Norfolk is a complicated place, and not easy to get around. He took it slowly, ultracautious through traffic, and finally found a spot to dump the truck. He left it on a grimy industrial back street, in a collection of other trucks from a nearby light assembly plant.

Before he left it, he took the plastic bag off the driver’s seat, stuffed it in his pocket, closed the truck’s doors, and locked them. Madison picked him up at a gas station six blocks away.

“Still think it was foolish,” she said.

“It’s not. We’ve given them a story. We’ve given them something they can work with. Darrell was involved in cleaning up the gangs down here, and there are stories about his interrogation techniques. Stories about bodies that went in the Atlantic. We gave them the payback story.”

“What about the slug in the cabin?”

Jake shrugged: “Means nothing. First of all, it’d be almost impossible to find. The hole is tiny and I rubbed it over. Neither guy has a slug in him, so there’s nothing to match. Goodman’s full of shotgun shot, but that’s not diagnostic. We’ll get rid of the rest of the shotgun shells, buy new ones of a different brand, clean the guns.”

She looked at him for a long moment. “I didn’t mean to get on you for driving to Norfolk, but I was pretty scared. I haven’t done this before.”

“Neither have I. Not like this,” Jake said. “Are you pretty freaked out about the dead guys?”

She shook her head. “No. They were killers and they were coming to kill us. As for the blood . . . I’ve got two hundred head of angus. They get butchered and sold for meat. Blood’s not a new thing if you raise farm animals.”

They left Norfolk, headed back to Washington. Jake drove, fast now, seven miles over the speed limit, and after a while, she said, “Actually, we’re pretty good at this.”

“It ain’t fuckin’ rocket science,” Jake said. “The only problem is the stakes. You make a mistake, you go to prison. Or worse.”

“Even if Arlo Goodman knows what happened, what can he say about it?” Madison asked, building her confidence. “That he knows we did it, because he sent his brother to kill us?”

“And if they investigated, what could they prove? Nothing. On top of all that, there’s the credible alternate story: hoodlums did it, in Norfolk. I think we’re good.”

She straightened herself in the passenger seat, pulled down the vanity mirror, and checked her face. They’d heard the stories about Howard Barber; television was waiting for her in Washington. “You’re gonna be hard to train,” she said.

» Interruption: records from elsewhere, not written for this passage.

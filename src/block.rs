/// The opaque block/transaction objects exchanged with the storage layer.
///
/// The wire format of a block is owned by the storage/network collaborator,
/// not this crate; this module only names the fields the processor and
/// miner actually read or write.

use serde::{Deserialize, Serialize};

use crate::chain_id::ChainId;
use crate::reliability::{BlockKey, ProducerId, Reliability};

/// Transaction operation weight classes referenced by the mining
/// transaction-selection rule.
#[derive(Debug, Clone, Copy, PartialEq, Eq, Serialize, Deserialize)]
pub enum TxOp {
    Transfer,
    OpsRunApp,
    OpsNewChain,
    RegisterMiner,
}

#[derive(Debug, Clone, PartialEq, Eq, Serialize, Deserialize)]
pub struct Transaction {
    pub key: BlockKey,
    pub chain: ChainId,
    pub time: u64,
    pub size: u64,
    pub ops: TxOp,
    pub selected: u32,
    pub data: Vec<u8>,
}

impl Transaction {
    pub fn is_heavy(&self) -> bool {
        matches!(self.ops, TxOp::OpsRunApp | TxOp::OpsNewChain)
    }
}

/// A candidate or applied block. `key` and `sign` are populated once the
/// block has been hashed/signed; an in-progress mining candidate carries an
/// empty `key` until `hash_power` clears the threshold.
#[derive(Debug, Clone, PartialEq, Eq, Serialize, Deserialize)]
pub struct Block {
    pub chain: ChainId,
    pub index: u64,
    pub key: BlockKey,
    pub previous: BlockKey,
    pub parent: BlockKey,
    pub left_child: BlockKey,
    pub right_child: BlockKey,
    pub producer: ProducerId,
    pub time: u64,
    pub nonce: u64,
    pub sign: Vec<u8>,
    pub transactions: Vec<BlockKey>,
    pub size: u64,
}

impl Block {
    /// The canonical bytes signed by the miner's private key: everything
    /// except the signature itself.
    pub fn sign_data(&self) -> Vec<u8> {
        let mut out = Vec::new();
        out.extend_from_slice(&self.chain.to_le_bytes());
        out.extend_from_slice(&self.index.to_le_bytes());
        out.extend_from_slice(&self.previous.0);
        out.extend_from_slice(&self.parent.0);
        out.extend_from_slice(&self.left_child.0);
        out.extend_from_slice(&self.right_child.0);
        out.extend_from_slice(&self.producer.0);
        out.extend_from_slice(&self.time.to_le_bytes());
        out.extend_from_slice(&self.nonce.to_le_bytes());
        for tx in &self.transactions {
            out.extend_from_slice(&tx.0);
        }
        out
    }

    /// Full bytes serialized on the wire, including the signature: what
    /// `WriteBlock`/broadcast actually persist and send.
    pub fn output(&self) -> Vec<u8> {
        let mut out = self.sign_data();
        out.extend_from_slice(&self.sign);
        out
    }

    /// Build the block's reliability record for fork-choice / persistence.
    pub fn reliability(&self) -> Reliability {
        Reliability {
            index: self.index,
            key: self.key,
            previous: self.previous,
            parent: self.parent,
            left_child: self.left_child,
            right_child: self.right_child,
            producer: Some(self.producer.clone()),
            time: self.time,
            hash_power: crate::reliability::hash_power(&self.key),
        }
    }
}

/// Snapshot of a prospective miner's registration cost table, indexed the
/// same way `GetMinerInfo` is.
#[derive(Debug, Clone, Default)]
pub struct MinerInfo {
    /// `Cost[5]` in the reference: minimum bond required to register at the
    /// slot being targeted.
    pub cost: [u64; 6],
}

“My first wife said the same thing.”

“She was right.” She pointed out the windshield. “Now shut up and drive for a while. I’ve got to think about what we might have missed.”

Arlo Goodman sat at home and waited for his brother to call. He expected a call around seven o’clock in the morning, or maybe eight, depending on how long it took to get through the forest above Winter’s hideout. But Darrell had warned him that it might take longer, and it would be unwise to use cell phones from the site of a murder . . .

Especially with the murder victim in bed with Madison Bowe, and Bowe so willing to make accusations.